Un rapport publié ce mercredi met en lumière les réalités de la fraude sociale en France, largement méconnue du grand public. Contrairement aux idées reçues, plus de la moitié (56 %) de cette fraude provient des entreprises et travailleurs indépendants, principalement en raison de cotisations non versées. La fraude des assurés sociaux, souvent au centre des débats, ne représente que 34 % du total.
Commandé par Élisabeth Borne lorsqu’elle était Première ministre, ce rapport réalisé par le Haut Conseil du financement de la protection sociale (HCFiPS) estime que la fraude à la Sécurité sociale atteint un « potentiel théorique » de 13 milliards d’euros par an. Cette somme englobe les fraudes liées aux cotisations Urssaf, aux prestations de santé, ainsi qu’aux allocations familiales.
Toutefois, le rapport insiste sur la nécessité de renforcer la prévention, soulignant que les efforts actuels se concentrent davantage sur le contrôle et la répression. « La prévention des fraudes à la Sécurité sociale est très certainement le point faible de la politique actuelle », souligne le HCFiPS.
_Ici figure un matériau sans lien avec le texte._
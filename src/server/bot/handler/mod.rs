use std::sync::Arc;
use std::time::Duration;

use sea_orm::DatabaseConnection;
use serenity::all::{
    Context, EventHandler, Guild, GuildChannel, Message, PartialGuildChannel, Ready,
    UnavailableGuild,
};
use serenity::async_trait;

use crate::server::{
    config::Config, data::guild_policy::GuildPolicyRepository, service::catalog::CommandCatalog,
};

pub mod channel;
pub mod guild;
pub mod message;
pub mod ready;

/// Discord bot event handler
pub struct Handler {
    pub db: DatabaseConnection,
    pub catalog: Arc<CommandCatalog>,
    pub prefix: String,
    pub moderator_role: String,
    pub store_timeout: Duration,
}

impl Handler {
    pub fn new(config: &Config, db: DatabaseConnection, catalog: Arc<CommandCatalog>) -> Self {
        Self {
            db,
            catalog,
            prefix: config.command_prefix.clone(),
            moderator_role: config.moderator_role.clone(),
            store_timeout: config.store_timeout,
        }
    }

    /// Policy store over the bot's database connection.
    pub fn store(&self) -> GuildPolicyRepository<'_> {
        GuildPolicyRepository::new(&self.db, self.store_timeout)
    }
}

#[async_trait]
impl EventHandler for Handler {
    /// Called when the bot is ready and connected to Discord
    async fn ready(&self, ctx: Context, ready: Ready) {
        ready::handle_ready(self, ctx, ready).await;
    }

    /// Called when a message is sent in a channel
    async fn message(&self, ctx: Context, message: Message) {
        message::handle_message(self, ctx, message).await;
    }

    /// Called when a channel is deleted from a guild
    async fn channel_delete(
        &self,
        ctx: Context,
        channel: GuildChannel,
        messages: Option<Vec<Message>>,
    ) {
        channel::handle_channel_delete(self, ctx, channel, messages).await;
    }

    /// Called when a thread is deleted
    async fn thread_delete(
        &self,
        ctx: Context,
        thread: PartialGuildChannel,
        full_thread_data: Option<GuildChannel>,
    ) {
        channel::handle_thread_delete(self, ctx, thread, full_thread_data).await;
    }

    /// Called when the bot leaves a guild or the guild becomes unavailable
    async fn guild_delete(&self, ctx: Context, incomplete: UnavailableGuild, full: Option<Guild>) {
        guild::handle_guild_delete(self, ctx, incomplete, full).await;
    }
}
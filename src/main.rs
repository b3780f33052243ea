mod model;
mod server;

use std::sync::Arc;

use tokio::net::TcpListener;

use crate::server::{
    bot::{self, command::registry},
    config::Config,
    error::AppError,
    router,
    service::catalog::CommandCatalog,
    startup,
    state::AppState,
};

#[tokio::main]
async fn main() -> Result<(), AppError> {
    dotenvy::dotenv().ok();
    startup::init_tracing();

    let config = Config::from_env()?;

    let db = startup::connect_to_database(&config).await?;
    let catalog = Arc::new(CommandCatalog::new(registry::command_specs())?);

    tracing::info!("Starting server");

    // Initialize Discord bot
    let bot_client = bot::start::init_bot(&config, db.clone(), catalog.clone()).await?;

    // Start Discord bot in a separate task
    tokio::spawn(async move {
        if let Err(e) = bot::start::start_bot(bot_client).await {
            tracing::error!("Discord bot error: {}", e);
        }
    });

    let listener = TcpListener::bind(config.api_addr).await?;
    tracing::info!("Policy API listening on {}", config.api_addr);

    let app = router::router().with_state(AppState::new(db, catalog, config.store_timeout));
    axum::serve(listener, app).await?;

    Ok(())
}
use sea_orm_migration::{prelude::*, schema::*};

use super::m20260301_000001_create_guild_command_policy_table::GuildCommandPolicy;

#[derive(DeriveMigrationName)]
pub struct Migration;

#[async_trait::async_trait]
impl MigrationTrait for Migration {
    async fn up(&self, manager: &SchemaManager) -> Result<(), DbErr> {
        manager
            .create_table(
                Table::create()
                    .table(ChannelCommandRule::Table)
                    .if_not_exists()
                    .col(string(ChannelCommandRule::GuildId))
                    .col(string(ChannelCommandRule::ChannelId))
                    .col(string(ChannelCommandRule::CmdMode))
                    .col(json(ChannelCommandRule::AllowedCommands))
                    .col(timestamp_with_time_zone(ChannelCommandRule::CreatedAt))
                    .col(timestamp_with_time_zone(ChannelCommandRule::UpdatedAt))
                    // One rule per channel, addressed by key rather than position
                    .primary_key(
                        Index::create()
                            .name("pk_channel_command_rule")
                            .col(ChannelCommandRule::GuildId)
                            .col(ChannelCommandRule::ChannelId),
                    )
                    .foreign_key(
                        ForeignKey::create()
                            .name("fk_channel_command_rule_guild_id")
                            .from(ChannelCommandRule::Table, ChannelCommandRule::GuildId)
                            .to(GuildCommandPolicy::Table, GuildCommandPolicy::GuildId)
                            .on_delete(ForeignKeyAction::Cascade)
                            .on_update(ForeignKeyAction::Cascade),
                    )
                    .to_owned(),
            )
            .await?;

        manager
            .create_index(
                Index::create()
                    .name("idx_channel_command_rule_guild_id")
                    .table(ChannelCommandRule::Table)
                    .col(ChannelCommandRule::GuildId)
                    .to_owned(),
            )
            .await?;

        Ok(())
    }

    async fn down(&self, manager: &SchemaManager) -> Result<(), DbErr> {
        manager
            .drop_index(
                Index::drop()
                    .name("idx_channel_command_rule_guild_id")
                    .table(ChannelCommandRule::Table)
                    .to_owned(),
            )
            .await?;

        manager
            .drop_table(Table::drop().table(ChannelCommandRule::Table).to_owned())
            .await
    }
}

#[derive(DeriveIden)]
enum ChannelCommandRule {
    Table,
    GuildId,
    ChannelId,
    CmdMode,
    AllowedCommands,
    CreatedAt,
    UpdatedAt,
}
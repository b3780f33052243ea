//! Every command the bot answers to, in help display order.

use crate::server::model::command::CommandSpec;

/// Builds the registration list the command catalog is created from.
pub fn command_specs() -> Vec<CommandSpec> {
    vec![
        CommandSpec {
            name: "ping",
            aliases: &["latency"],
            usage: "",
            description: "Check bot latency",
            moderator_only: false,
        },
        CommandSpec {
            name: "hello",
            aliases: &["hi"],
            usage: "",
            description: "Say hello to the bot",
            moderator_only: false,
        },
        CommandSpec {
            name: "rick",
            aliases: &["emoji"],
            usage: "[n]",
            description: "Send 1-10 random custom emojis from this server",
            moderator_only: false,
        },
        CommandSpec {
            name: "help",
            aliases: &["commands"],
            usage: "",
            description: "Show this help menu",
            moderator_only: false,
        },
        CommandSpec {
            name: "info",
            aliases: &["about"],
            usage: "",
            description: "Show bot and server info",
            moderator_only: false,
        },
        CommandSpec {
            name: "channel-configure",
            aliases: &["chconfig"],
            usage: "<all|only|exclude> [commands...]",
            description: "Set which commands may run in this channel",
            moderator_only: true,
        },
        CommandSpec {
            name: "channel-remove",
            aliases: &["chremove"],
            usage: "",
            description: "Remove this channel's command rule",
            moderator_only: true,
        },
        CommandSpec {
            name: "channel-list",
            aliases: &["chlist"],
            usage: "",
            description: "List every configured channel",
            moderator_only: true,
        },
        CommandSpec {
            name: "command-add",
            aliases: &["cmdadd"],
            usage: "<command>",
            description: "Add a command to this channel's list",
            moderator_only: true,
        },
        CommandSpec {
            name: "command-remove",
            aliases: &["cmdremove"],
            usage: "<command>",
            description: "Remove a command from this channel's list",
            moderator_only: true,
        },
        CommandSpec {
            name: "command-allow-all",
            aliases: &["cmdallowall"],
            usage: "<command>",
            description: "Allow a command in every channel and thread of this server",
            moderator_only: true,
        },
    ]
}

#[cfg(test)]
mod tests {
    use super::*;
    use crate::server::service::{catalog::CommandCatalog, policy::engine};

    #[test]
    fn builds_catalog_without_conflicts() {
        let catalog = CommandCatalog::new(command_specs());

        assert!(catalog.is_ok());
    }

    #[test]
    fn registers_every_administration_command() {
        let catalog = CommandCatalog::new(command_specs()).unwrap();

        for name in engine::ADMINISTRATION_COMMANDS {
            let command = catalog.resolve(name);
            assert!(command.is_some(), "{} is not registered", name);
        }
    }

    #[test]
    fn policy_commands_are_moderator_only() {
        for spec in command_specs() {
            let administers_policy =
                spec.name.starts_with("channel-") || spec.name.starts_with("command-");
            assert_eq!(spec.moderator_only, administers_policy, "{}", spec.name);
        }
    }
}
Un discours souvent réducteur et anti-pauvres
Le rapport met en garde contre une vision réductrice de la fraude sociale, souvent limitée aux fraudes liées au RSA ou à la résidence. Cette perception tend à alimenter un discours stigmatisant envers les populations les plus vulnérables. Pourtant, la fraude attribuée aux assurés sociaux représente seulement un tiers des montants évalués, avec des cas spécifiques comme les retraites « faux centenaires », souvent exagérés par les médias, mais peu significatifs en termes financiers.
Les micro-entrepreneurs, principaux responsables de la fraude des entreprises
L’analyse révèle que le secteur des micro-entrepreneurs est particulièrement concerné par la fraude aux cotisations. « Le risque le plus important porte sur les micro-entrepreneurs », précise le rapport. La fraude de ce secteur, combinée à celle des entreprises plus larges, représente 56 % du total.
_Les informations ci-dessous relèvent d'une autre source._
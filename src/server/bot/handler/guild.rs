//! Guild event handlers.
//!
//! `guild_delete` fires both when the bot is removed from a guild and when a guild
//! becomes temporarily unavailable during a Discord outage. Only the former drops the
//! guild's command policy.

use serenity::all::{Context, Guild, UnavailableGuild};

use crate::server::{bot::handler::Handler, service::policy::admin::PolicyAdminService};

/// Handles the guild_delete event when the bot leaves a guild or it becomes unavailable.
///
/// # Arguments
/// - `handler` - Bot handler providing the policy store and catalog
/// - `_ctx` - Discord context (unused, required by event handler signature)
/// - `incomplete` - Guild ID and whether the guild merely became unavailable
/// - `_full` - Cached guild data if available (unused)
pub async fn handle_guild_delete(
    handler: &Handler,
    _ctx: Context,
    incomplete: UnavailableGuild,
    _full: Option<Guild>,
) {
    let guild_id = incomplete.id.get();

    if incomplete.unavailable {
        tracing::warn!("Guild {} became unavailable; keeping its command policy", guild_id);
        return;
    }

    let store = handler.store();
    let admin = PolicyAdminService::new(&store, &handler.catalog);

    if let Err(e) = admin.forget_guild(guild_id).await {
        tracing::error!("Failed to delete command policy of guild {}: {}", guild_id, e);
    }
}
Face à cette situation, le rapport critique une approche trop axée sur le contrôle systématique, jugée coûteuse et inefficace. « Le tout-contrôle n’est pas pleinement efficace : il mobilise des ressources humaines importantes, peut être contreproductif pour l’accès aux droits et stigmatiser certaines populations », note le HCFiPS.
Des mesures préventives pour une meilleure efficacité
Le rapport propose des pistes d’amélioration, en appelant à lutter contre les « normes fraudogènes » et les « organisations économiques fraudogènes ». Il suggère également de mieux anticiper les risques de fraude avant la mise en place de nouvelles législations.
Un exemple est donné avec le dispositif « 100% Santé », qui couvre intégralement les dépenses d’optique, auditives et dentaires. Avant sa mise en place, les professionnels avaient alerté sur le risque de fraudes, prévision qui s’est réalisée, selon Dominique Libault, président du HCFiPS.
Des fraudes récupérées bien en deçà du total estimé
Bien que la fraude théorique soit estimée à 13 milliards d’euros, les fraudes effectivement constatées et stoppées atteignent 2,1 milliards, dont 500 millions d’euros de fraudes évitées avant le versement des prestations. Toutefois, seuls 600 millions d’euros ont été effectivement recouvrés, malgré un « très fort investissement » des organismes de Sécurité sociale.
Si les recommandations du HCFiPS sont appliquées, elles pourraient réduire significativement le déficit de la Sécurité sociale. Cependant, Dominique Libault reste prudent quant à l’impact précis de ces mesures : « Je ne serais pas sérieux d’avancer un chiffre », a-t-il déclaré.